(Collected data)
-=-=-

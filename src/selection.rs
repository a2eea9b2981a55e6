//! The set of Representations a client has chosen to play.
//!
//! Each AdaptationSet records the identifiers of its selected Representations. A Representation
//! without an `@id` cannot be selected. Removing a Representation from the manifest also removes it
//! from the selection, whichever way it is removed: the ids of vanished Representations are pruned
//! by every mutating access to the manifest.

use std::hash::{Hash, Hasher};
use tracing::{debug, warn};
use crate::{AdaptationSet, DashMpdError, Representation};
use crate::manifest::{Manifest, Node, PeriodKey};


impl AdaptationSet {
    /// Add the Representation with identifier `id` to the selection. Returns false if this
    /// AdaptationSet contains no such Representation.
    pub fn select(&mut self, id: &str) -> bool {
        if !self.representations.iter().any(|r| r.id.as_deref() == Some(id)) {
            return false;
        }
        self.selected.insert(id.to_string());
        true
    }

    /// Make the Representation with identifier `id` the only one selected in this AdaptationSet.
    pub fn select_exclusive(&mut self, id: &str) -> bool {
        if !self.representations.iter().any(|r| r.id.as_deref() == Some(id)) {
            return false;
        }
        self.selected.clear();
        self.selected.insert(id.to_string());
        true
    }

    pub fn deselect(&mut self, id: &str) -> bool {
        self.selected.remove(id)
    }

    pub fn select_all(&mut self) {
        self.selected = self.representations.iter()
            .filter_map(|r| r.id.clone())
            .collect();
    }

    pub fn deselect_all(&mut self) {
        self.selected.clear();
    }

    pub fn is_selected(&self, rep: &Representation) -> bool {
        rep.id.as_ref().is_some_and(|id| self.selected.contains(id))
    }

    /// Forget selected ids that no longer name a Representation of this AdaptationSet.
    pub fn prune_selection(&mut self) {
        let representations = &self.representations;
        self.selected.retain(|id| representations.iter().any(|r| r.id.as_deref() == Some(id.as_str())));
    }

    /// The selected Representations, in document order.
    pub fn selected(&self) -> impl Iterator<Item = &Representation> {
        self.representations.iter().filter(|r| self.is_selected(r))
    }
}


/// A selected Representation, with its position in the manifest.
///
/// Two references are equal when they designate the Representation with the same identifier in
/// the same AdaptationSet of the same Period.
#[derive(Debug, Clone, Copy)]
pub struct RepresentationRef<'a> {
    pub period: PeriodKey,
    pub adaptation: usize,
    pub index: usize,
    pub representation: &'a Representation,
}

impl RepresentationRef<'_> {
    pub fn node(&self) -> Node {
        Node::Representation(self.period, self.adaptation, self.index)
    }
}

impl PartialEq for RepresentationRef<'_> {
    fn eq(&self, other: &Self) -> bool {
        self.period == other.period &&
            self.adaptation == other.adaptation &&
            self.representation.id == other.representation.id
    }
}

impl Eq for RepresentationRef<'_> {}

impl Hash for RepresentationRef<'_> {
    fn hash<H: Hasher>(&self, state: &mut H) {
        self.period.hash(state);
        self.adaptation.hash(state);
        self.representation.id.hash(state);
    }
}


impl Manifest {
    // Selection state does not affect timing, so it is modified without bumping the generation.
    fn for_each_adaptation_set<F: FnMut(&mut AdaptationSet)>(&mut self, key: PeriodKey, mut f: F) {
        let count = self.period(key).map_or(0, |p| p.adaptations.len());
        for a in 0..count {
            if let Some(aset) = self.adaptation_set_mut(key, a) {
                f(aset);
            }
        }
    }

    fn representation_id(&self, node: Node) -> Result<String, DashMpdError> {
        let rep = self.representation_at(node)?;
        rep.id.clone()
            .ok_or_else(|| DashMpdError::InvalidStructure(format!("Representation at {node:?} has no id")))
    }

    /// Select the Representation at `node`, in addition to those already selected.
    pub fn select_representation(&mut self, node: Node) -> Result<(), DashMpdError> {
        let id = self.representation_id(node)?;
        if let Node::Representation(p, a, _) = node {
            if let Some(aset) = self.adaptation_set_mut(p, a) {
                aset.select(&id);
            }
        }
        Ok(())
    }

    /// Select the Representation at `node`, deselecting the other Representations of its
    /// AdaptationSet.
    pub fn select_exclusive(&mut self, node: Node) -> Result<(), DashMpdError> {
        let id = self.representation_id(node)?;
        if let Node::Representation(p, a, _) = node {
            if let Some(aset) = self.adaptation_set_mut(p, a) {
                aset.select_exclusive(&id);
            }
        }
        Ok(())
    }

    pub fn deselect_representation(&mut self, node: Node) -> Result<(), DashMpdError> {
        let id = self.representation_id(node)?;
        if let Node::Representation(p, a, _) = node {
            if let Some(aset) = self.adaptation_set_mut(p, a) {
                aset.deselect(&id);
            }
        }
        Ok(())
    }

    pub fn select_all_in_period(&mut self, key: PeriodKey) {
        self.for_each_adaptation_set(key, AdaptationSet::select_all);
    }

    pub fn deselect_all_in_period(&mut self, key: PeriodKey) {
        self.for_each_adaptation_set(key, AdaptationSet::deselect_all);
    }

    /// Select every Representation that has an identifier, in every Period.
    pub fn select_all_representations(&mut self) {
        let keys = self.period_keys().to_vec();
        for key in keys {
            self.select_all_in_period(key);
        }
        let unselectable = self.periods()
            .flat_map(|(_, p)| p.adaptations.iter())
            .flat_map(|a| a.representations.iter())
            .filter(|r| r.id.is_none())
            .count();
        if unselectable > 0 {
            warn!(count = unselectable, "ignoring Representations without an id");
        }
    }

    pub fn deselect_all_representations(&mut self) {
        let keys = self.period_keys().to_vec();
        for key in keys {
            self.deselect_all_in_period(key);
        }
    }

    /// The selected Representations of every Period, in document order.
    pub fn selected_representations(&self) -> Vec<RepresentationRef<'_>> {
        let mut selected = Vec::new();
        for (key, period) in self.periods() {
            for (a, aset) in period.adaptations.iter().enumerate() {
                for (r, rep) in aset.representations.iter().enumerate() {
                    if aset.is_selected(rep) {
                        selected.push(RepresentationRef { period: key, adaptation: a, index: r, representation: rep });
                    }
                }
            }
        }
        debug!(count = selected.len(), "selected Representations");
        selected
    }

    pub(crate) fn selected_in_period(&self, key: PeriodKey) -> Vec<Node> {
        self.selected_representations().into_iter()
            .filter(|r| r.period == key)
            .map(|r| r.node())
            .collect()
    }
}


#[cfg(test)]
mod tests {
    use super::*;

    fn rep(id: Option<&str>) -> Representation {
        Representation { id: id.map(String::from), ..Default::default() }
    }

    #[test]
    fn test_adaptation_set_selection() {
        let mut aset = AdaptationSet {
            representations: vec![rep(Some("a")), rep(Some("b")), rep(None)],
            ..Default::default()
        };
        assert!(aset.select("a"));
        assert!(!aset.select("zz"));
        assert_eq!(aset.selected().count(), 1);
        aset.select_all();
        assert_eq!(aset.selected().count(), 2);
        assert!(aset.select_exclusive("b"));
        let ids: Vec<_> = aset.selected().filter_map(|r| r.id.as_deref()).collect();
        assert_eq!(ids, ["b"]);
        assert!(aset.deselect("b"));
        assert!(!aset.deselect("b"));
        assert_eq!(aset.selected().count(), 0);
    }
}
#[skip_serializing_none]
#[derive(Debug, Default, Serialize, Deserialize, Clone, PartialEq, Eq)]
#[serde(default)]
pub struct UTCTiming {
    // prefixed with urn:mpeg:dash:utc, one of http-xsdate:2014, http-iso:2014,
    // http-ntp:2014, ntp:2014, http-head:2014, direct:2014
    #[serde(rename = "@schemeIdUri")]
    pub schemeIdUri: Option<String>,
    #[serde(rename = "@value")]
    pub value: Option<String>,
}

/// The root node of a parsed DASH MPD manifest.
#[skip_serializing_none]
#[derive(Debug, Default, Serialize, Deserialize, Clone)]
#[serde(default)]
pub struct MPD {
    /// The Presentation Type, either "static" or "dynamic" (a live stream for which segments become
    /// available over time).
    #[serde(rename = "@type")]
    pub mpdtype: Option<String>,
    #[serde(rename = "@xmlns")]
    pub xmlns: Option<String>,
    /// Comma-separated list of the profile URIs this manifest conforms to.
    #[serde(rename = "@profiles")]
    pub profiles: Option<String>,
    /// Prescribes how many seconds of buffer a client should keep to avoid stalling when streaming
    /// under ideal network conditions with bandwidth matching the @bandwidth attribute.
    #[serde(rename = "@minBufferTime")]
    #[serde(deserialize_with = "deserialize_xs_duration", default)]
    #[serde(serialize_with = "serialize_xs_duration")]
    pub minBufferTime: Option<Duration>,
    #[serde(rename = "@minimumUpdatePeriod")]
    #[serde(deserialize_with = "deserialize_xs_duration", default)]
    #[serde(serialize_with = "serialize_xs_duration")]
    pub minimumUpdatePeriod: Option<Duration>,
    #[serde(rename = "@timeShiftBufferDepth")]
    #[serde(deserialize_with = "deserialize_xs_duration", default)]
    #[serde(serialize_with = "serialize_xs_duration")]
    pub timeShiftBufferDepth: Option<Duration>,
    #[serde(rename = "@mediaPresentationDuration")]
    #[serde(deserialize_with = "deserialize_xs_duration", default)]
    #[serde(serialize_with = "serialize_xs_duration")]
    pub mediaPresentationDuration: Option<Duration>,
    #[serde(rename = "@maxSegmentDuration")]
    #[serde(deserialize_with = "deserialize_xs_duration", default)]
    #[serde(serialize_with = "serialize_xs_duration")]
    pub maxSegmentDuration: Option<Duration>,
    /// A suggested delay of the presentation compared to the Live edge.
    #[serde(rename = "@suggestedPresentationDelay")]
    #[serde(deserialize_with = "deserialize_xs_duration", default)]
    #[serde(serialize_with = "serialize_xs_duration")]
    pub suggestedPresentationDelay: Option<Duration>,
    #[serde(rename = "@publishTime")]
    pub publishTime: Option<XsDatetime>,
    #[serde(rename = "@availabilityStartTime")]
    pub availabilityStartTime: Option<XsDatetime>,
    #[serde(rename = "@availabilityEndTime")]
    pub availabilityEndTime: Option<XsDatetime>,
    #[serde(rename = "Period", default)]
    pub periods: Vec<Period>,
    /// There may be several BaseURLs, for redundancy (for example multiple CDNs)
    #[serde(rename = "BaseURL")]
    pub base_url: Vec<BaseURL>,
    pub UTCTiming: Vec<UTCTiming>,
}

impl fmt::Display for MPD {
    fn fmt(&self, f: &mut fmt::Formatter<'_>) -> fmt::Result {
        let xml = quick_xml::se::to_string(self).map_err(|_| fmt::Error)?;
        f.write_str(&xml)
    }
}


/// Parse an MPD manifest, provided as an XML string, returning an `MPD` node.
pub fn parse(xml: &str) -> Result<MPD, DashMpdError> {
    #[cfg(feature = "warn_ignored_elements")]
    {
        let xd = &mut quick_xml::de::Deserializer::from_str(xml);
        let _: Result<MPD, _> = serde_ignored::deserialize(xd, |path| {
            tracing::warn!("Unhandled XML element or attribute {path}");
        });
    }
    let xd = &mut quick_xml::de::Deserializer::from_str(xml);
    let mpd: MPD = serde_path_to_error::deserialize(xd)
        .map_err(|e| DashMpdError::Parsing(e.to_string()))?;
    Ok(mpd)
}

-=-=-

Some lines of the data may hold the word "Hasher". Say how many do, with nothing else.

(RESPONSE) 2